**Source material:**

★ ★ ★ ★ ★ ★ ★

//! Spatial blocks of the fine lattice, the unit of aggregation based coarsening.
use itertools::iproduct;

use crate::{
    aggregation::BlockShape,
    constants::N_DIM,
    error::CoarseError,
    lattice::IndexArray,
};

/// An axis aligned sub-volume of the lattice and the lexicographic indices of the sites it contains.
///
/// A block starts out empty, [`Block::create`] fills its site list once.
#[derive(Debug, Clone, Default)]
pub struct Block {
    origin: IndexArray,
    dims: IndexArray,
    created: bool,
    site_list: Vec<usize>,
}

impl Block {
    /// Enumerate the sites of the block, `x` fastest over the block's local coordinates.
    ///
    /// # Arguments
    /// * `lattice_dims` - Extents of the lattice the site indices refer to.
    /// * `origin` - Coordinates of the block corner with the smallest coordinates.
    /// * `dims` - Extents of the block, `origin + dims` may not exceed `lattice_dims`.
    ///
    /// # Panics
    /// If the block was already created or does not fit inside the lattice.
    pub fn create(&mut self, lattice_dims: &IndexArray, origin: &IndexArray, dims: &IndexArray) {
        assert!(!self.created, "Block at {:?} created twice", self.origin);
        for mu in 0..N_DIM {
            assert!(
                origin[mu] + dims[mu] <= lattice_dims[mu],
                "Block at {:?} with extent {:?} exceeds lattice {:?}",
                origin,
                dims,
                lattice_dims
            );
        }

        let [nx, ny, nz, _] = *lattice_dims;
        self.site_list = iproduct!(0..dims[3], 0..dims[2], 0..dims[1], 0..dims[0])
            .map(|(t, z, y, x)| {
                let coords = [origin[0] + x, origin[1] + y, origin[2] + z, origin[3] + t];
                coords[0] + nx * (coords[1] + ny * (coords[2] + nz * coords[3]))
            })
            .collect();

        self.origin = *origin;
        self.dims = *dims;
        self.created = true;
    }

    /// Lexicographic indices of the sites in the block, in creation order.
    pub fn site_list(&self) -> &[usize] {
        &self.site_list
    }

    /// Whether [`Block::create`] has been called.
    pub fn is_created(&self) -> bool {
        self.created
    }

    /// Number of sites in the block.
    pub fn n_sites(&self) -> usize {
        self.site_list.len()
    }

    /// Block corner with the smallest coordinates.
    pub fn origin(&self) -> &IndexArray {
        &self.origin
    }

    /// Block extents.
    pub fn dims(&self) -> &IndexArray {
        &self.dims
    }
}

/// All blocks covering a lattice, with the extents of the blocked (coarse) lattice.
///
/// Block `b` corresponds to the coarse site with lexicographic index `b` on the blocked lattice.
#[derive(Debug, Clone)]
pub struct BlockList {
    blocks: Vec<Block>,
    blocked_lattice_dims: IndexArray,
}

impl BlockList {
    /// Partition a lattice into blocks.
    ///
    /// # Arguments
    /// * `lattice_dims` - Extents of the fine lattice.
    /// * `block_dims` - Extents of each block, must divide `lattice_dims` along every axis.
    pub fn new(lattice_dims: &IndexArray, block_dims: &IndexArray) -> Result<Self, CoarseError> {
        let shape = BlockShape::new(lattice_dims, block_dims)?;
        let blocked_lattice_dims = *shape.blocks_per_dim();
        let [bx, by, bz, bt] = blocked_lattice_dims;

        let blocks = iproduct!(0..bt, 0..bz, 0..by, 0..bx)
            .map(|(t, z, y, x)| {
                let origin = [
                    x * block_dims[0],
                    y * block_dims[1],
                    z * block_dims[2],
                    t * block_dims[3],
                ];
                let mut block = Block::default();
                block.create(lattice_dims, &origin, block_dims);
                block
            })
            .collect();

        Ok(Self {
            blocks,
            blocked_lattice_dims,
        })
    }

    /// The blocks, ordered lexicographically over the blocked lattice.
    pub fn blocks(&self) -> &[Block] {
        &self.blocks
    }

    /// Extents of the blocked lattice.
    pub fn blocked_lattice_dims(&self) -> &IndexArray {
        &self.blocked_lattice_dims
    }

    /// Number of blocks.
    pub fn len(&self) -> usize {
        self.blocks.len()
    }

    /// Whether there are no blocks.
    pub fn is_empty(&self) -> bool {
        self.blocks.is_empty()
    }
}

★ ★ ★ ★ ★ ★ ★

**Exercise goal:** With "IndexArray" as the string to look for, count the matching lines above and give the number by itself.

**Response area:** 9